On June 24, 2010 · In News
12:22 am

By Vincent Ujumadu

AWKA—THE on-going strike by members of National Association of Resident Doctors, NARD, is causing pains to patients at the Nnamdi Azikiwe University Teaching Hospital, NAUTH, Nnewi, as striking doctors have abandoned them.

At the hospital, yesterday, only the consultants were at their duty posts and were not enough to attend to patients who came for treatment.

Some of the patients, who could not afford to go to private hospitals for treatment, opted to go home instead of paying for bed spaces when they were not receiving treatment.

Doctors’ demands

The doctors are demanding, among others, increase in their salaries, improvement of infrastructure in the country’s hospitals so as to update the facilities to ensure quality healthcare delivery and re-introduction of overseas medical training for their members which was suspended several years ago.

They had earlier given the Federal Government 21-day ultimatum which expired in March.

Chairman of the strike monitoring committee at NAUTH, Dr. Uzoma Mbaeri, said members of NARD began the strike after receiving a signal from the national body of the association and that the doctors would not even carry out skeletal services of any kind and would not call off the strike until their demands were met.

He said the strike became inevitable as a result of non-compliance of the Federal Government to pay the doctors agreed consolidated medical salary scheme as well as arrears which were to begin in January this year.
Mbaeri  said the association would have gone on strike last year, but postponed it because of the ill-health of late President Umaru Musa Yar’Adua and to see whether government would fulfill its own side of the agreement.

Broken promises

He recalled that the Federal Government had earlier informed the association that the new salary scheme had already been built into the budget and that payment would begin during the implementation of the budget, only for government to renege on the promise.

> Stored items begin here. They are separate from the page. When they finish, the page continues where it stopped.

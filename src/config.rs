use std::path::{Path, PathBuf};
use std::time::Duration;

use serde::Deserialize;

use crate::auth::{CredentialSource, Credentials, TokenEncoding, TokenFile};
use crate::xmpp::{parse_server_input, Endpoint, XmppSettings, TCP_CONNECT_TIMEOUT};

#[derive(Debug, thiserror::Error)]
pub enum ConfigError {
    #[error("configuration file not found at {path}")]
    FileNotFound { path: PathBuf },

    #[error("invalid TOML at line {line}, column {column}: {message}")]
    InvalidToml {
        line: usize,
        column: usize,
        message: String,
    },

    #[error("missing required fields: {fields:?}")]
    MissingRequiredFields { fields: Vec<String> },

    #[error("invalid value for {field}: {message}")]
    InvalidValue { field: String, message: String },

    #[error("I/O error reading configuration: {0}")]
    Io(#[from] std::io::Error),
}

#[derive(Debug, Clone, Default, Deserialize)]
pub struct Config {
    #[serde(default)]
    pub xmpp: XmppConfig,
    #[serde(default)]
    pub account: AccountConfig,
    #[serde(default)]
    pub daemon: DaemonConfig,
}

#[derive(Debug, Clone, Deserialize)]
pub struct XmppConfig {
    #[serde(default = "default_server")]
    pub server: String,
    #[serde(default = "default_domain")]
    pub domain: String,
    #[serde(default = "default_resource")]
    pub resource: String,
    #[serde(default = "default_channel")]
    pub channel: String,
    #[serde(default = "default_keepalive_secs")]
    pub keepalive_secs: u64,
    #[serde(default = "default_handshake_timeout_secs")]
    pub handshake_timeout_secs: u64,
    #[serde(default = "default_connect_timeout_secs")]
    pub connect_timeout_secs: u64,
    #[serde(default = "default_mechanism")]
    pub mechanism: String,
    #[serde(default)]
    pub token_encoding: TokenEncoding,
    #[serde(default)]
    pub dangerous_insecure_tls: bool,
}

impl Default for XmppConfig {
    fn default() -> Self {
        Self {
            server: default_server(),
            domain: default_domain(),
            resource: default_resource(),
            channel: default_channel(),
            keepalive_secs: default_keepalive_secs(),
            handshake_timeout_secs: default_handshake_timeout_secs(),
            connect_timeout_secs: default_connect_timeout_secs(),
            mechanism: default_mechanism(),
            token_encoding: TokenEncoding::default(),
            dangerous_insecure_tls: false,
        }
    }
}

#[derive(Debug, Clone, Default, Deserialize)]
pub struct AccountConfig {
    #[serde(default)]
    pub jid: String,
    pub token: Option<String>,
    /// File holding the current token, kept fresh by an external refresher.
    pub token_file: Option<PathBuf>,
}

#[derive(Debug, Clone, Deserialize)]
pub struct DaemonConfig {
    #[serde(default = "default_poll_secs")]
    pub poll_secs: u64,
    #[serde(default = "default_fast_poll_secs")]
    pub fast_poll_secs: u64,
    #[serde(default)]
    pub fast_poll: bool,
    #[serde(default = "default_retry_secs")]
    pub retry_secs: u64,
    /// Command run once per cycle to fetch and print jobs (argv form).
    pub job_command: Option<Vec<String>>,
}

impl Default for DaemonConfig {
    fn default() -> Self {
        Self {
            poll_secs: default_poll_secs(),
            fast_poll_secs: default_fast_poll_secs(),
            fast_poll: false,
            retry_secs: default_retry_secs(),
            job_command: None,
        }
    }
}

#[derive(Debug, Default, Clone)]
struct ConfigOverrides {
    jid: Option<String>,
    token: Option<String>,
    server: Option<String>,
}

fn default_server() -> String {
    "talk.google.com:5223".to_string()
}

fn default_domain() -> String {
    "gmail.com".to_string()
}

fn default_resource() -> String {
    "cloud_print".to_string()
}

fn default_channel() -> String {
    "cloudprint.google.com".to_string()
}

fn default_keepalive_secs() -> u64 {
    600
}

fn default_handshake_timeout_secs() -> u64 {
    30
}

fn default_connect_timeout_secs() -> u64 {
    TCP_CONNECT_TIMEOUT.as_secs()
}

fn default_mechanism() -> String {
    "X-OAUTH2".to_string()
}

fn default_poll_secs() -> u64 {
    3600
}

fn default_fast_poll_secs() -> u64 {
    30
}

fn default_retry_secs() -> u64 {
    60
}

const DEFAULT_CONFIG_TOML: &str = r#"[account]
jid = ""
# token = "..."
# token_file = "/var/lib/cloudprint/token"

[xmpp]
server = "talk.google.com:5223"
domain = "gmail.com"
resource = "cloud_print"
channel = "cloudprint.google.com"
keepalive_secs = 600
handshake_timeout_secs = 30
connect_timeout_secs = 15
mechanism = "X-OAUTH2"
token_encoding = "jid-token"
dangerous_insecure_tls = false

[daemon]
poll_secs = 3600
fast_poll_secs = 30
fast_poll = false
retry_secs = 60
# job_command = ["/usr/local/bin/cloudprint-jobs", "--once"]
"#;

impl Config {
    pub fn endpoint(&self) -> Result<Endpoint, ConfigError> {
        parse_server_input(&self.xmpp.server).map_err(|message| ConfigError::InvalidValue {
            field: "xmpp.server".to_string(),
            message,
        })
    }

    pub fn xmpp_settings(&self) -> XmppSettings {
        XmppSettings {
            domain: self.xmpp.domain.clone(),
            resource: self.xmpp.resource.clone(),
            channel: self.xmpp.channel.clone(),
            keepalive: Duration::from_secs(self.xmpp.keepalive_secs),
            handshake_timeout: Duration::from_secs(self.xmpp.handshake_timeout_secs),
            mechanism: self.xmpp.mechanism.clone(),
            token_encoding: self.xmpp.token_encoding,
        }
    }

    pub fn connect_timeout(&self) -> Duration {
        Duration::from_secs(self.xmpp.connect_timeout_secs)
    }

    /// Static token, or the token file when no token is set inline.
    pub fn credential_source(&self) -> Box<dyn CredentialSource> {
        let token = self.account.token.as_deref().filter(|t| !t.is_empty());
        match (token, &self.account.token_file) {
            (Some(token), _) => Box::new(Credentials::new(self.account.jid.clone(), token)),
            (None, Some(path)) => Box::new(TokenFile::new(self.account.jid.clone(), path.clone())),
            (None, None) => Box::new(Credentials::new(self.account.jid.clone(), String::new())),
        }
    }

    /// Job poll period, which doubles as the notification wait timeout.
    pub fn poll_period(&self) -> Duration {
        if self.daemon.fast_poll {
            Duration::from_secs(self.daemon.fast_poll_secs)
        } else {
            Duration::from_secs(self.daemon.poll_secs)
        }
    }

    pub fn retry_period(&self) -> Duration {
        Duration::from_secs(self.daemon.retry_secs)
    }
}

/// Return the platform configuration file path.
pub fn config_path() -> PathBuf {
    dirs::config_dir()
        .map(|dir| dir.join("cloudprint").join("cloudprint.toml"))
        .unwrap_or_else(|| PathBuf::from("cloudprint.toml"))
}

/// Load configuration, merging environment variable overrides.
///
/// An explicit path must exist. When the default path is missing, a commented
/// template is written there and the defaults are used, so a deployment that
/// supplies everything through `CLOUDPRINT_*` variables still starts.
pub fn load_config(explicit: Option<&Path>) -> Result<Config, ConfigError> {
    match explicit {
        Some(path) => load_config_from(path),
        None => {
            let path = config_path();
            let overrides = config_overrides_from_env();
            match std::fs::read_to_string(&path) {
                Ok(contents) => load_config_from_str_with_overrides(&contents, overrides),
                Err(e) if e.kind() == std::io::ErrorKind::NotFound => {
                    create_default_config(&path)?;
                    load_config_from_str_with_overrides(DEFAULT_CONFIG_TOML, overrides)
                }
                Err(e) => Err(ConfigError::Io(e)),
            }
        }
    }
}

/// Load configuration from a specific path.
pub fn load_config_from(path: &Path) -> Result<Config, ConfigError> {
    load_config_from_with_overrides(path, config_overrides_from_env())
}

fn load_config_from_with_overrides(path: &Path, overrides: ConfigOverrides) -> Result<Config, ConfigError> {
    let contents = match std::fs::read_to_string(path) {
        Ok(c) => c,
        Err(e) if e.kind() == std::io::ErrorKind::NotFound => {
            return Err(ConfigError::FileNotFound {
                path: path.to_path_buf(),
            });
        }
        Err(e) => return Err(ConfigError::Io(e)),
    };

    load_config_from_str_with_overrides(&contents, overrides)
}

fn load_config_from_str_with_overrides(toml_str: &str, overrides: ConfigOverrides) -> Result<Config, ConfigError> {
    let mut config: Config = toml::from_str(toml_str).map_err(|e| {
        let (line, column) = e.span().map_or((0, 0), |span| {
            let before = &toml_str[..span.start];
            let line = before.chars().filter(|&c| c == '\n').count() + 1;
            let column = before.rfind('\n').map_or(span.start + 1, |nl| span.start - nl);
            (line, column)
        });
        ConfigError::InvalidToml {
            line,
            column,
            message: e.message().to_string(),
        }
    })?;

    apply_overrides(&mut config, overrides);
    validate(&config)?;

    Ok(config)
}

fn config_overrides_from_env() -> ConfigOverrides {
    ConfigOverrides {
        jid: std::env::var("CLOUDPRINT_JID").ok(),
        token: std::env::var("CLOUDPRINT_TOKEN").ok(),
        server: std::env::var("CLOUDPRINT_SERVER").ok(),
    }
}

fn apply_overrides(config: &mut Config, overrides: ConfigOverrides) {
    if let Some(jid) = overrides.jid {
        config.account.jid = jid;
    }
    if let Some(token) = overrides.token {
        config.account.token = Some(token);
        config.account.token_file = None;
    }
    if let Some(server) = overrides.server {
        config.xmpp.server = server;
    }
}

fn validate(config: &Config) -> Result<(), ConfigError> {
    let mut missing = Vec::new();

    if config.account.jid.trim().is_empty() {
        missing.push("account.jid".to_string());
    }
    let has_token = config.account.token.as_deref().is_some_and(|t| !t.is_empty());
    if !has_token && config.account.token_file.is_none() {
        missing.push("account.token".to_string());
    }
    for (field, value) in [
        ("xmpp.domain", &config.xmpp.domain),
        ("xmpp.resource", &config.xmpp.resource),
        ("xmpp.channel", &config.xmpp.channel),
        ("xmpp.mechanism", &config.xmpp.mechanism),
    ] {
        if value.trim().is_empty() {
            missing.push(field.to_string());
        }
    }

    if !missing.is_empty() {
        return Err(ConfigError::MissingRequiredFields { fields: missing });
    }

    if has_token && config.account.token_file.is_some() {
        return Err(ConfigError::InvalidValue {
            field: "account.token".to_string(),
            message: "set either token or token_file, not both".to_string(),
        });
    }

    if !config.account.jid.contains('@') {
        return Err(ConfigError::InvalidValue {
            field: "account.jid".to_string(),
            message: format!("'{}' is not of the form user@domain", config.account.jid),
        });
    }

    config.endpoint()?;

    for (field, value) in [
        ("xmpp.keepalive_secs", config.xmpp.keepalive_secs),
        ("xmpp.handshake_timeout_secs", config.xmpp.handshake_timeout_secs),
        ("xmpp.connect_timeout_secs", config.xmpp.connect_timeout_secs),
        ("daemon.poll_secs", config.daemon.poll_secs),
        ("daemon.fast_poll_secs", config.daemon.fast_poll_secs),
        ("daemon.retry_secs", config.daemon.retry_secs),
    ] {
        if value == 0 {
            return Err(ConfigError::InvalidValue {
                field: field.to_string(),
                message: "must be greater than zero".to_string(),
            });
        }
    }

    if let Some(command) = &config.daemon.job_command {
        if command.first().map_or(true, |program| program.trim().is_empty()) {
            return Err(ConfigError::InvalidValue {
                field: "daemon.job_command".to_string(),
                message: "must name a program to run".to_string(),
            });
        }
    }

    Ok(())
}

fn create_default_config(path: &Path) -> Result<(), ConfigError> {
    if let Some(parent) = path.parent() {
        std::fs::create_dir_all(parent)?;
    }
    std::fs::write(path, DEFAULT_CONFIG_TOML)?;
    Ok(())
}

He said:  “We need modern medical equipment in all the hospitals. People are dying everyday, not because of lack of expertise, but because we don’t have the necessary equipment to sort out the patients.

“Our politicians fly abroad to have quality medical treatment because they can afford it. What about the ordinary man in the street?  Let them get the hospitals well equipped.”

He also observed that NARD members were entitled to one year medical training abroad to update themselves for better services and wondered why the Federal Government scraped the scheme, with its negative consequences.

He added that the association had been patient enough, having issued several warnings before taking the final decision to embark on the strike.